James and his house. He made more than me. He had been saving since he was 22. His parents had helped with the down payment (I found this out later and let me tell you that information would have saved me three weeks of hollow parking lot feelings). None of this was visible from where I was sitting. All I saw was the house. The achievement. The thing I did not have.

I read somewhere that the average American believes they need to earn about 20% more than they currently make to feel financially comfortable. And the wild thing is that when people DO get that 20% increase they just move the goalposts. Now they need 20% more than that. The comfort point keeps moving. It never arrives.
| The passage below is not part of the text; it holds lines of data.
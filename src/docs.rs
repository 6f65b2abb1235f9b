// src/docs.rs

use utoipa::OpenApi;
use utoipa::openapi::security::{Http, HttpAuthScheme, SecurityScheme};
use crate::handlers;
use crate::models;

#[derive(OpenApi)]
#[openapi(
    paths(
        // --- Auth ---
        handlers::auth::register_customer,
        handlers::auth::register_business,
        handlers::auth::login,

        // --- Users ---
        handlers::auth::get_me,

        // --- Directory ---
        handlers::businesses::search_businesses,
        handlers::businesses::list_categories,
        handlers::businesses::get_business_page,
        handlers::businesses::update_business,
        handlers::businesses::add_product,
        handlers::businesses::remove_product,

        // --- Orders ---
        handlers::orders::place_order,
        handlers::orders::list_business_orders,
        handlers::orders::fulfill_order,
        handlers::orders::list_my_orders,

        // --- Reviews ---
        handlers::reviews::submit_review,
        handlers::reviews::list_reviews,

        // --- Messages ---
        handlers::messages::send_message,
        handlers::messages::list_conversations,
        handlers::messages::get_conversation,

        // --- Posts ---
        handlers::posts::create_post,
        handlers::posts::list_posts,
        handlers::businesses::list_business_posts,

        // --- Dashboard ---
        handlers::dashboard::get_summary,
        handlers::dashboard::get_top_products,
    ),
    components(
        schemas(
            // --- Auth ---
            models::auth::UserType,
            models::auth::User,
            models::auth::RegisterCustomerPayload,
            models::auth::RegisterBusinessPayload,
            models::auth::LoginUserPayload,
            models::auth::AuthResponse,

            // --- Directory ---
            models::business::Business,
            models::business::Product,
            models::business::BusinessPatch,
            models::business::BusinessPage,
            handlers::businesses::UpdateBusinessPayload,
            handlers::businesses::CreateProductPayload,

            // --- Orders ---
            models::order::Order,
            models::order::OrderStatusFilter,
            models::order::FulfillmentOutcome,
            handlers::orders::PlaceOrderPayload,

            // --- Reviews ---
            models::review::Review,
            handlers::reviews::SubmitReviewPayload,

            // --- Messages ---
            models::message::Message,
            models::message::ConversationSummary,
            handlers::messages::SendMessagePayload,

            // --- Posts ---
            models::post::Post,
            handlers::posts::CreatePostPayload,

            // --- Dashboard ---
            models::dashboard::DashboardSummary,
            models::dashboard::TopProductEntry,
        )
    ),
    tags(
        (name = "Auth", description = "Autenticação e Registro"),
        (name = "Users", description = "Dados do Usuário e Perfil"),
        (name = "Directory", description = "Busca de Empresas, Perfil e Catálogo"),
        (name = "Orders", description = "Pedidos de Clientes e Atendimento"),
        (name = "Reviews", description = "Avaliações de Empresas"),
        (name = "Messages", description = "Conversas entre Usuários"),
        (name = "Posts", description = "Anúncios das Empresas"),
        (name = "Dashboard", description = "Indicadores da Empresa")
    ),
    modifiers(&SecurityAddon)
)]
pub struct ApiDoc;

struct SecurityAddon;

impl utoipa::Modify for SecurityAddon {
    fn modify(&self, openapi: &mut utoipa::openapi::OpenApi) {
        let components = openapi.components.get_or_insert_with(Default::default);
        components.add_security_scheme(
            "api_jwt",
            SecurityScheme::Http(
                Http::new(HttpAuthScheme::Bearer)
            ),
        );
    }
}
That statistic stayed with me for a long time because it explained so much about how I had been living. I was always chasing a version of "enough" that kept relocating the moment I got close to it. And most of the time the thing doing the relocating was not my actual needs. It was what I was seeing other people have.
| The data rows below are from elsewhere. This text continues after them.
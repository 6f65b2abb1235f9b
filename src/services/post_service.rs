// src/services/post_service.rs

use std::sync::Arc;

use uuid::Uuid;

use crate::{
    common::error::AppError,
    db::PostRepository,
    models::{
        auth::User,
        post::{NewPost, Post},
    },
    services::{auth::normalize_email, business_service::BusinessService},
};

pub const DEFAULT_POST_COLOR: &str = "#FFFFFF";

#[derive(Clone)]
pub struct PostService {
    repo: Arc<dyn PostRepository>,
    business_service: BusinessService,
}

impl PostService {
    pub fn new(repo: Arc<dyn PostRepository>, business_service: BusinessService) -> Self {
        Self { repo, business_service }
    }

    /// Nome e e-mail da empresa vêm da conta logada, não do payload.
    pub async fn create_post(
        &self,
        owner: &User,
        title: &str,
        content: &str,
        color: Option<&str>,
    ) -> Result<Post, AppError> {
        let business = self.business_service.business_of(owner).await?;

        let (title, content) = (title.trim(), content.trim());
        if title.is_empty() || content.is_empty() {
            return Err(AppError::EmptyPost);
        }

        let post = self
            .repo
            .create_post(NewPost {
                business_id: business.id,
                title: title.to_string(),
                content: content.to_string(),
                company_name: business.business_name,
                company_email: owner.email.clone(),
                color: color.unwrap_or(DEFAULT_POST_COLOR).to_string(),
            })
            .await?;

        tracing::info!("📣 Post {} publicado por {}", post.id, post.company_email);
        Ok(post)
    }

    pub async fn list_by_company_email(&self, email: &str) -> Result<Vec<Post>, AppError> {
        self.repo.list_by_company_email(&normalize_email(email)).await
    }

    pub async fn list_for_business(&self, business_id: Uuid) -> Result<Vec<Post>, AppError> {
        // 404 para empresa inexistente, em vez de lista vazia
        self.business_service.get_business(business_id).await?;
        self.repo.list_by_business(business_id).await
    }
}

#[cfg(test)]
mod tests {
    use super::*;
    use crate::services::test_support::{new_business, World};

    #[tokio::test]
    async fn posts_are_found_by_email_and_by_business() {
        let world = World::new();
        let (owner, business) = world.business("loja@x.com", new_business("Spice Hub", "food")).await;

        world.post_service.create_post(&owner, "Promo", "2 por 1", None).await.unwrap();
        world
            .post_service
            .create_post(&owner, "Novidade", "Cardápio novo", Some("#FFB347"))
            .await
            .unwrap();

        let by_email = world.post_service.list_by_company_email("LOJA@x.com").await.unwrap();
        assert_eq!(by_email.len(), 2);
        assert_eq!(by_email[0].title, "Novidade"); // mais recente primeiro
        assert_eq!(by_email[0].color, "#FFB347");
        assert_eq!(by_email[1].color, DEFAULT_POST_COLOR);
        assert_eq!(by_email[1].company_name, "Spice Hub");

        let by_business = world.post_service.list_for_business(business.id).await.unwrap();
        assert_eq!(by_business.len(), 2);
    }

    #[tokio::test]
    async fn whitespace_only_title_or_content_is_rejected() {
        let world = World::new();
        let (owner, business) = world.business("loja@x.com", new_business("Spice Hub", "food")).await;

        let err = world
            .post_service
            .create_post(&owner, "   ", "  ", None)
            .await
            .unwrap_err();
        assert!(matches!(err, AppError::EmptyPost));

        let err = world
            .post_service
            .create_post(&owner, "Promo", "\n\t", None)
            .await
            .unwrap_err();
        assert!(matches!(err, AppError::EmptyPost));

        assert!(world.post_service.list_for_business(business.id).await.unwrap().is_empty());
    }

    #[tokio::test]
    async fn customers_cannot_post() {
        let world = World::new();
        let customer = world.customer("ana@x.com").await;

        let err = world
            .post_service
            .create_post(&customer, "Oi", "tudo bem?", None)
            .await
            .unwrap_err();
        assert!(matches!(err, AppError::BusinessAccountRequired));
    }
}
Social Media Was Doing Something I Did Not Notice For Years

Okay so I want to be specific about this because I think people hear "social media makes you feel bad about money" and they sort of nod and move on without actually understanding the mechanism. Because I did that for years. I nodded. I moved on. And then I went back to Instagram and watched someone I went to college with post a video of their new car and felt that hollow feeling again.

The mechanism is this. Social media shows you an extremely curated version of people's financial lives. You see the new car. You do not see the $650 monthly payment and the 7-year loan and the fact that they had to skip their credit card payment twice in the past three months to make it work. You see the vacation photos. You do not see the credit card it went on or the anxiety they felt when they got home and had to face the bill. You see the apartment upgrade. You do not see that they moved in with their partner partly because neither of them could afford to live alone anymore.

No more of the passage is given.